Stored data
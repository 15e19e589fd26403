// OPCUA for Rust
// SPDX-License-Identifier: MPL-2.0
// Copyright (C) 2017-2024 Adam Lock

//! Contains definitions of the simple OPC UA scalar types.
use std::io::{Read, Write};

use crate::encoding::*;

// OPC UA Part 6 - Mappings 1.03 Specification

// Standard UA types onto Rust types:

// Boolean  -> bool
// SByte    -> i8
// Byte     -> u8
// Int16    -> i16
// UInt16   -> u16
// Int32    -> i32
// UInt32   -> u32
// Int64    -> i64
// UInt64   -> u64
// Float    -> f32
// Double   -> f64

impl BinaryEncoder<bool> for bool {
    fn byte_len(&self) -> usize {
        1
    }

    fn encode<S: Write>(&self, stream: &mut S) -> EncodingResult<usize> {
        // 0, or 1 for true or false, single byte
        write_u8(stream, if *self { 1 } else { 0 })
    }

    fn decode<S: Read>(stream: &mut S, _: &DecodingOptions) -> EncodingResult<Self> {
        Ok(read_u8(stream)? == 1)
    }
}

impl BinaryEncoder<i8> for i8 {
    fn byte_len(&self) -> usize {
        1
    }

    fn encode<S: Write>(&self, stream: &mut S) -> EncodingResult<usize> {
        write_u8(stream, *self as u8)
    }

    fn decode<S: Read>(stream: &mut S, _: &DecodingOptions) -> EncodingResult<Self> {
        Ok(read_u8(stream)? as i8)
    }
}

/// An unsigned byte integer value between 0 and 255.
impl BinaryEncoder<u8> for u8 {
    fn byte_len(&self) -> usize {
        1
    }

    fn encode<S: Write>(&self, stream: &mut S) -> EncodingResult<usize> {
        write_u8(stream, *self)
    }

    fn decode<S: Read>(stream: &mut S, _: &DecodingOptions) -> EncodingResult<Self> {
        read_u8(stream)
    }
}

/// A signed integer value between −32768 and 32767.
impl BinaryEncoder<i16> for i16 {
    fn byte_len(&self) -> usize {
        2
    }

    fn encode<S: Write>(&self, stream: &mut S) -> EncodingResult<usize> {
        write_i16(stream, *self)
    }

    fn decode<S: Read>(stream: &mut S, _: &DecodingOptions) -> EncodingResult<Self> {
        read_i16(stream)
    }
}

/// An unsigned integer value between 0 and 65535.
impl BinaryEncoder<u16> for u16 {
    fn byte_len(&self) -> usize {
        2
    }

    fn encode<S: Write>(&self, stream: &mut S) -> EncodingResult<usize> {
        write_u16(stream, *self)
    }

    fn decode<S: Read>(stream: &mut S, _: &DecodingOptions) -> EncodingResult<Self> {
        read_u16(stream)
    }
}

/// A signed integer value between −2147483648 and 2147483647.
impl BinaryEncoder<i32> for i32 {
    fn byte_len(&self) -> usize {
        4
    }

    fn encode<S: Write>(&self, stream: &mut S) -> EncodingResult<usize> {
        write_i32(stream, *self)
    }

    fn decode<S: Read>(stream: &mut S, _: &DecodingOptions) -> EncodingResult<Self> {
        read_i32(stream)
    }
}

/// An unsigned integer value between 0 and 4294967295.
impl BinaryEncoder<u32> for u32 {
    fn byte_len(&self) -> usize {
        4
    }

    fn encode<S: Write>(&self, stream: &mut S) -> EncodingResult<usize> {
        write_u32(stream, *self)
    }

    fn decode<S: Read>(stream: &mut S, _: &DecodingOptions) -> EncodingResult<Self> {
        read_u32(stream)
    }
}

/// A signed integer value between −9223372036854775808 and 9223372036854775807.
impl BinaryEncoder<i64> for i64 {
    fn byte_len(&self) -> usize {
        8
    }

    fn encode<S: Write>(&self, stream: &mut S) -> EncodingResult<usize> {
        write_i64(stream, *self)
    }

    fn decode<S: Read>(stream: &mut S, _: &DecodingOptions) -> EncodingResult<Self> {
        read_i64(stream)
    }
}

/// An unsigned integer value between 0 and 18446744073709551615.
impl BinaryEncoder<u64> for u64 {
    fn byte_len(&self) -> usize {
        8
    }

    fn encode<S: Write>(&self, stream: &mut S) -> EncodingResult<usize> {
        write_u64(stream, *self)
    }

    fn decode<S: Read>(stream: &mut S, _: &DecodingOptions) -> EncodingResult<Self> {
        read_u64(stream)
    }
}

/// An IEEE single precision (32 bit) floating point value.
impl BinaryEncoder<f32> for f32 {
    fn byte_len(&self) -> usize {
        4
    }

    fn encode<S: Write>(&self, stream: &mut S) -> EncodingResult<usize> {
        write_f32(stream, *self)
    }

    fn decode<S: Read>(stream: &mut S, _: &DecodingOptions) -> EncodingResult<Self> {
        read_f32(stream)
    }
}

/// An IEEE double precision (64 bit) floating point value.
impl BinaryEncoder<f64> for f64 {
    fn byte_len(&self) -> usize {
        8
    }

    fn encode<S: Write>(&self, stream: &mut S) -> EncodingResult<usize> {
        write_f64(stream, *self)
    }

    fn decode<S: Read>(stream: &mut S, _: &DecodingOptions) -> EncodingResult<Self> {
        read_f64(stream)
    }
}
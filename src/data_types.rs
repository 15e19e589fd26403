// OPCUA for Rust
// SPDX-License-Identifier: MPL-2.0
// Copyright (C) 2017-2024 Adam Lock

use crate::date_time::DateTime;

/// This primitive data type is a UInt32 that is used as an identifier, such as a handle.
/// All values, except for 0, are valid. IntegerId = 288,
pub type IntegerId = u32;

/// This Simple DataType is a Double that defines an interval of time in milliseconds (fractions can
/// be used to define sub-millisecond values). Negative values are generally invalid but may have
/// special meanings where the Duration is used. Duration = 290,
pub type Duration = f64;

/// UtcTime = 294,
pub type UtcTime = DateTime;
// OPCUA for Rust
// SPDX-License-Identifier: MPL-2.0
// Copyright (C) 2017-2024 Adam Lock

use std::io::{Read, Write};

use crate::{encoding::*, status_code::StatusCode};

/// The enumeration for the timestamps a read or subscription operation should return.
/// Enumerations are encoded as Int32 values.
#[derive(Debug, Copy, Clone, PartialEq, Serialize, Deserialize)]
pub enum TimestampsToReturn {
    Source = 0,
    Server = 1,
    Both = 2,
    Neither = 3,
}

impl BinaryEncoder<TimestampsToReturn> for TimestampsToReturn {
    fn byte_len(&self) -> usize {
        4
    }

    fn encode<S: Write>(&self, stream: &mut S) -> EncodingResult<usize> {
        write_i32(stream, *self as i32)
    }

    fn decode<S: Read>(stream: &mut S, _: &DecodingOptions) -> EncodingResult<Self> {
        let value = read_i32(stream)?;
        match value {
            0 => Ok(TimestampsToReturn::Source),
            1 => Ok(TimestampsToReturn::Server),
            2 => Ok(TimestampsToReturn::Both),
            3 => Ok(TimestampsToReturn::Neither),
            _ => {
                error!("Invalid value {} for enum TimestampsToReturn", value);
                Err(StatusCode::BadDecodingError)
            }
        }
    }
}

/// The condition under which a data change notification fires.
#[derive(Debug, Copy, Clone, PartialEq, Serialize, Deserialize)]
pub enum DataChangeTrigger {
    Status = 0,
    StatusValue = 1,
    StatusValueTimestamp = 2,
}

impl BinaryEncoder<DataChangeTrigger> for DataChangeTrigger {
    fn byte_len(&self) -> usize {
        4
    }

    fn encode<S: Write>(&self, stream: &mut S) -> EncodingResult<usize> {
        write_i32(stream, *self as i32)
    }

    fn decode<S: Read>(stream: &mut S, _: &DecodingOptions) -> EncodingResult<Self> {
        let value = read_i32(stream)?;
        match value {
            0 => Ok(DataChangeTrigger::Status),
            1 => Ok(DataChangeTrigger::StatusValue),
            2 => Ok(DataChangeTrigger::StatusValueTimestamp),
            _ => {
                error!("Invalid value {} for enum DataChangeTrigger", value);
                Err(StatusCode::BadDecodingError)
            }
        }
    }
}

(EXERCISE AIM):
When the string "Duration" appears in a line of the records above, that line is to be copied.

(ANSWER TO THIS TASK):
/// special meanings where the Duration is used. Duration = 290,
pub type Duration = f64;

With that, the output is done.